A total of 1036 publications was identified. After 3 levels of review against inclusion criteria, 13 clinical trials (7 in non-small cell lung cancer, 3 in melanoma, and 3 in urothelial carcinoma) were selected for the meta-analysis. In the primary analysis, pooled findings were 0.75 (95% CI, 0.70-0.81) for HR, 0.86 (95% CI, 0.81-0.92) for ST-HR, and 0.08 (95% CI, 0.06-0.10) for LT-DP. In the secondary analysis, the pooled values for progression-free survival were 0.77 (95% CI, 0.64-0.91) for HR, 1.02 (95% CI, 0.84-1.24) for ST-HR, and 0.10 (95% CI, 0.06-0.14) for LT-DP.

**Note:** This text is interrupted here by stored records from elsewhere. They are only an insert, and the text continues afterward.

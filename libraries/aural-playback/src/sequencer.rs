//! Sequencing: which playlist track plays next
//!
//! The sequencer only tracks a cursor into the playlist; it never mutates
//! the playlist itself.

use aural_core::{Playlist, RepeatMode, Track};
use rand::seq::SliceRandom;
use rand::thread_rng;
use std::sync::Arc;

/// Track ordering policy consulted by the delegate and completion chain
pub trait Sequencer: Send {
    /// Playlist index of the current track
    fn current_index(&self) -> Option<usize>;

    /// Pick the first track to play when nothing is playing
    fn begin(&mut self, playlist: &dyn Playlist) -> Option<Arc<Track>>;

    /// Make `track` current (user picked it explicitly)
    fn select_track(&mut self, playlist: &dyn Playlist, track: &Track) -> Option<Arc<Track>>;

    /// Advance after natural completion; repeat-one replays
    fn subsequent(&mut self, playlist: &dyn Playlist) -> Option<Arc<Track>>;

    /// Advance on user skip
    fn next(&mut self, playlist: &dyn Playlist) -> Option<Arc<Track>>;

    /// Step back on user skip
    fn previous(&mut self, playlist: &dyn Playlist) -> Option<Arc<Track>>;

    /// Adjust the cursor after tracks at `indices` were removed
    fn tracks_removed(&mut self, playlist: &dyn Playlist, indices: &[usize]);

    fn playlist_cleared(&mut self);

    /// Playback ended; forget the cursor
    fn end(&mut self);
}

/// Sequencer over a flat playlist with repeat and shuffle
#[derive(Debug, Default)]
pub struct PlaylistSequencer {
    repeat: RepeatMode,
    shuffle: bool,
    cursor: Option<usize>,
    // Playlist indices in shuffled order, and our position in it
    order: Vec<usize>,
    order_pos: usize,
}

impl PlaylistSequencer {
    pub fn new() -> Self {
        Self::default()
    }

    pub fn with_repeat(mut self, repeat: RepeatMode) -> Self {
        self.repeat = repeat;
        self
    }

    pub fn with_shuffle(mut self, shuffle: bool) -> Self {
        self.shuffle = shuffle;
        self
    }

    pub fn repeat(&self) -> RepeatMode {
        self.repeat
    }

    pub fn set_repeat(&mut self, repeat: RepeatMode) {
        self.repeat = repeat;
    }

    pub fn is_shuffled(&self) -> bool {
        self.shuffle
    }

    pub fn set_shuffle(&mut self, shuffle: bool) {
        self.shuffle = shuffle;
        self.order.clear();
    }

    /// Rebuild the shuffle order, keeping `first` (if any) at the front
    fn reshuffle(&mut self, size: usize, first: Option<usize>) {
        let mut order: Vec<usize> = (0..size).filter(|&i| Some(i) != first).collect();
        order.shuffle(&mut thread_rng());
        if let Some(first) = first.filter(|&i| i < size) {
            order.insert(0, first);
        }
        self.order = order;
        self.order_pos = 0;
    }

    fn ensure_order(&mut self, size: usize) {
        if self.order.len() != size {
            self.reshuffle(size, self.cursor);
        }
    }

    fn select_index(&mut self, playlist: &dyn Playlist, index: usize) -> Option<Arc<Track>> {
        let track = playlist.track_at(index)?;
        self.cursor = Some(index);
        if self.shuffle {
            self.ensure_order(playlist.size());
            if let Some(pos) = self.order.iter().position(|&i| i == index) {
                self.order_pos = pos;
            }
        }
        Some(track)
    }

    fn step(&mut self, playlist: &dyn Playlist, forward: bool) -> Option<Arc<Track>> {
        let size = playlist.size();
        let current = self.cursor?;
        if size == 0 {
            return None;
        }

        let next = if self.shuffle {
            self.ensure_order(size);
            let pos = if forward {
                if self.order_pos + 1 < size {
                    self.order_pos + 1
                } else if self.repeat == RepeatMode::All {
                    // New pass, avoiding an immediate repeat of the current track
                    self.reshuffle(size, None);
                    if size > 1 && self.order[0] == current {
                        self.order.swap(0, 1);
                    }
                    0
                } else {
                    return None;
                }
            } else if self.order_pos > 0 {
                self.order_pos - 1
            } else {
                return None;
            };
            self.order_pos = pos;
            self.order[pos]
        } else if forward {
            if current + 1 < size {
                current + 1
            } else if self.repeat == RepeatMode::All {
                0
            } else {
                return None;
            }
        } else if current > 0 {
            current - 1
        } else if self.repeat == RepeatMode::All {
            size - 1
        } else {
            return None;
        };

        self.cursor = Some(next);
        playlist.track_at(next)
    }
}

impl Sequencer for PlaylistSequencer {
    fn current_index(&self) -> Option<usize> {
        self.cursor
    }

    fn begin(&mut self, playlist: &dyn Playlist) -> Option<Arc<Track>> {
        let size = playlist.size();
        if size == 0 {
            return None;
        }
        let first = if self.shuffle {
            self.reshuffle(size, None);
            self.order[0]
        } else {
            0
        };
        self.select_index(playlist, first)
    }

    fn select_track(&mut self, playlist: &dyn Playlist, track: &Track) -> Option<Arc<Track>> {
        let index = playlist.index_of(track)?;
        self.select_index(playlist, index)
    }

    fn subsequent(&mut self, playlist: &dyn Playlist) -> Option<Arc<Track>> {
        if self.repeat == RepeatMode::One {
            return self.cursor.and_then(|i| playlist.track_at(i));
        }
        self.step(playlist, true)
    }

    fn next(&mut self, playlist: &dyn Playlist) -> Option<Arc<Track>> {
        self.step(playlist, true)
    }

    fn previous(&mut self, playlist: &dyn Playlist) -> Option<Arc<Track>> {
        self.step(playlist, false)
    }

    fn tracks_removed(&mut self, playlist: &dyn Playlist, indices: &[usize]) {
        self.order.clear();
        let Some(cursor) = self.cursor else { return };
        if indices.contains(&cursor) {
            self.cursor = None;
            return;
        }
        let shift = indices.iter().filter(|&&i| i < cursor).count();
        let adjusted = cursor - shift;
        self.cursor = (adjusted < playlist.size()).then_some(adjusted);
    }

    fn playlist_cleared(&mut self) {
        self.end();
    }

    fn end(&mut self) {
        self.cursor = None;
        self.order.clear();
        self.order_pos = 0;
    }
}
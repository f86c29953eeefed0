//! Gap scheduling
//!
//! A gap timer is a one-shot task keyed by session id. When it fires it
//! sends [`PlayerEvent::GapElapsed`] back to the control thread, which
//! re-checks the session before resuming the start chain. A stale timer is
//! therefore harmless even if cancellation loses a race.

use crate::{events::PlayerEvent, session::SessionId};
use crossbeam_channel::{after, bounded, select, Sender};
use std::thread;
use std::time::Duration;

/// One-shot, cancellable gap timer
pub trait GapTimer: Send {
    /// Schedule `GapElapsed(session)` after `delay`, replacing any pending timer
    fn schedule(&mut self, session: SessionId, delay: Duration);

    /// Cancel the pending timer, if any
    fn cancel(&mut self);
}

/// Gap timer backed by a short-lived thread per gap
pub struct ThreadGapTimer {
    events: Sender<PlayerEvent>,
    cancel: Option<Sender<()>>,
}

impl ThreadGapTimer {
    pub fn new(events: Sender<PlayerEvent>) -> Self {
        Self {
            events,
            cancel: None,
        }
    }
}

impl GapTimer for ThreadGapTimer {
    fn schedule(&mut self, session: SessionId, delay: Duration) {
        self.cancel();

        let (cancel_tx, cancel_rx) = bounded::<()>(1);
        let events = self.events.clone();
        let spawned = thread::Builder::new()
            .name(format!("aural-gap-{}", session.as_u64()))
            .spawn(move || {
                select! {
                    // Either an explicit cancel or the sender being dropped
                    recv(cancel_rx) -> _ => {
                        tracing::trace!("Gap timer for session {} cancelled", session);
                    }
                    recv(after(delay)) -> _ => {
                        if events.send(PlayerEvent::GapElapsed(session)).is_err() {
                            tracing::debug!("Gap elapsed after the control loop exited");
                        }
                    }
                }
            });

        match spawned {
            Ok(_) => self.cancel = Some(cancel_tx),
            Err(e) => {
                // Without a timer thread the gap collapses to zero
                tracing::warn!("Failed to spawn gap timer: {}; skipping gap", e);
                self.events.send(PlayerEvent::GapElapsed(session)).ok();
            }
        }
    }

    fn cancel(&mut self) {
        if let Some(cancel) = self.cancel.take() {
            cancel.try_send(()).ok();
        }
    }
}

impl Drop for ThreadGapTimer {
    fn drop(&mut self) {
        self.cancel();
    }
}
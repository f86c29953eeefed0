//! Stop playback chain steps

use super::StepOutcome;
use crate::{context::RequestContext, delegate::PlaybackDelegate, events::PlaybackNotification};
use tracing::{debug, info};

pub(super) fn cancel_transcoding(delegate: &mut PlaybackDelegate, _ctx: &mut RequestContext) -> StepOutcome {
    if let Some(track) = delegate.cancellable_transcode() {
        debug!("Cancelling transcode of {}", track.id);
        delegate.transcoder.cancel(&track);
    }
    StepOutcome::Continue
}

pub(super) fn save_profile(delegate: &mut PlaybackDelegate, ctx: &mut RequestContext) -> StepOutcome {
    if ctx.completed_track().is_some() {
        return StepOutcome::Continue;
    }
    if let Some(track) = delegate.playing_track() {
        let position = delegate.seek_position();
        delegate.save_profile_by_policy(&track, position);
    }
    StepOutcome::Continue
}

pub(super) fn halt(delegate: &mut PlaybackDelegate, _ctx: &mut RequestContext) -> StepOutcome {
    delegate.halt_playback();
    delegate.sequencer.end();
    StepOutcome::Continue
}

pub(super) fn notify_transition(delegate: &mut PlaybackDelegate, ctx: &mut RequestContext) -> StepOutcome {
    let Some(old_track) = ctx.current_track() else {
        return StepOutcome::Continue;
    };
    info!("Playback stopped after {}", old_track.id);
    let notification = PlaybackNotification::TrackTransitioned {
        old_track: Some(old_track.id.clone()),
        old_state: ctx.current_state(),
        new_track: None,
    };
    delegate.publish(notification);
    StepOutcome::Continue
}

This systematic review and meta-analysis of ICI clinical trial results noted consistently larger ST-HRs vs Cox HRs for ICI therapy, with an LT-DP of approximately 10%. These results suggest that Cox HRs may not provide a full picture of survival outcomes when the risk reduction from treatment is not constant, which may aid in the decision-making process of oncologists and patients.
准确的数据解释依赖于恰当的临床决策,而这又依赖于合适的统计模型的使用。免疫检查点抑制剂(ICI)生存曲线中常见的长尾和早期交叉-2 特征引发了关于 Cox 比例风险回归是否适合 ICI 生存分析的问题。Cox 比例风险-用于长期生存数据的泰勒扩展调整(Cox-TEL)调整可能在这种情况下提供可能的解决方案。
使用 Cox-TEL 调整估计 ICI 治疗与化疗相比的总生存和无进展生存获益。
通过 2022 年 5 月 22 日的 PubMed 搜索,对所有编目出版物进行了搜索。
搜索仅限于随机临床试验,使用 ICI 和肺癌、黑色素瘤或尿路上皮癌的搜索词。进一步审查确定的出版物以纳入。
通过 Cox-TEL 将 Cox 比例风险比(HR)转换为短期治疗反应(即短期幸存者)(ST-HR)的 Cox-TEL HR 和长期幸存者(LT-DP)的比例差异。使用频率论随机效应模型进行荟萃分析。
感兴趣的结果是汇总总生存(主要结果)和无进展生存(次要结果)HR、ST-HR 和 LT-DP。还按癌症类型进行了亚组分析。
共确定了 1036 篇出版物。经过 3 级纳入标准审查,选择了 13 项临床试验(7 项非小细胞肺癌、3 项黑色素瘤和 3 项尿路上皮癌)进行荟萃分析。在主要分析中,HR 的合并发现为 0.75(95%CI,0.70-0.81),ST-HR 为 0.86(95%CI,0.81-0.92),LT-DP 为 0.08(95%CI,0.06-0.10)。在次要分析中,无进展生存的合并值为 HR 为 0.77(95%CI,0.64-0.91),ST-HR 为 1.02(95%CI,0.84-1.24),LT-DP 为 0.10(95%CI,0.06-0.14)。
本系统评价和 ICI 临床试验结果的荟萃分析指出,ICI 治疗的 ST-HR 始终明显大于 Cox HR,LT-DP 约为 10%。这些结果表明,当治疗的风险降低不是恒定时,Cox HR 可能无法全面反映生存结果,这可能有助于肿瘤学家和患者的决策过程。